FOLLOW THE INCA TRAIL
01/ MORAY FOR THE DAY
45 minutes by car from Sacred Valley, Moray is at the top of our list. If you can do one thing besides trekking Machu Picchu this should be it. Before your trip, reach out to the Restaurant Mil Centro (sister restaurant to Michelin star Central of Lima) for an exceptional tasting lunch or dinner celebrating the vast biodiversity of Peru by chef, Virgilio Martínez Véliz. The space additionally acts as a workshop for examining the flavors of newly discovered flora species in the region and is set amongst the mysterious terraced spherical depressions of archeological Inca ruins; a truly unforgettable culinary experience.

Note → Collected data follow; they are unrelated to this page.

// src/main.rs
use color_eyre::eyre;

use ef_scrape::cli;

fn main() -> eyre::Result<()> {
    color_eyre::install()?;

    let params = cli::parse().map_err(|e| eyre::eyre!("{e}"))?;
    cli::run(params).map_err(|e| eyre::eyre!("scrape failed: {e}"))
}
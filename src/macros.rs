// src/macros.rs
#[macro_export]
macro_rules! s {
    // String shorthand!

    // Zero-arg → String::new()
    () => {
        ::std::string::String::new()
    };
    // Any single expression — works for literals, consts, or vars
    ($expr:expr) => {
        ::std::string::String::from($expr)
    };
}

02/ RAINBOW MOUNTAIN & BEYOND
To fully grasp the biodiverse contrast between Peru’s various elevation points, it’s important to take time to explore the natural wonders outside of Machu Picchu. Choose from a handful of popular hiking destinations at varying levels of difficulty. Closer to Machu Picchu is Humantay Lake, a clear turquoise alpine lake set amidst snow peaked mountains that is worth the strenuous hike to get to. Or head back south past Cusco for a hike and horseback ride to Vinicunca (Rainbow Mountain) where you’ll encounter wild llamas and alpacas as you make your way across an impossibly vast landscape. For a less strenuous activity visit the captivating salt mines in Moras where you'll walk amongst more than 3000 individual salt pools dating back to the Incan times yet still functional today.
03/ TEXTILE TREASURES
A trip to Peru is not complete without a visit to a local, thriving market. Typically held a few days a week, these markets are crucial to locals for supplying weekly fruit and vegetables to purchase, and also act as a place for artisans to connect with visitors and share the beauty of their traditional crafts. From textiles to ceramics the colorful scene is sure to transfix and it is highly unlikely you will leave empty handed. Try the Pisac market held in the central plaza of its quaint mountain town. Or visit Chinchero market, where you’ll find the largest selection of textiles sold directly by their indigenous weavers.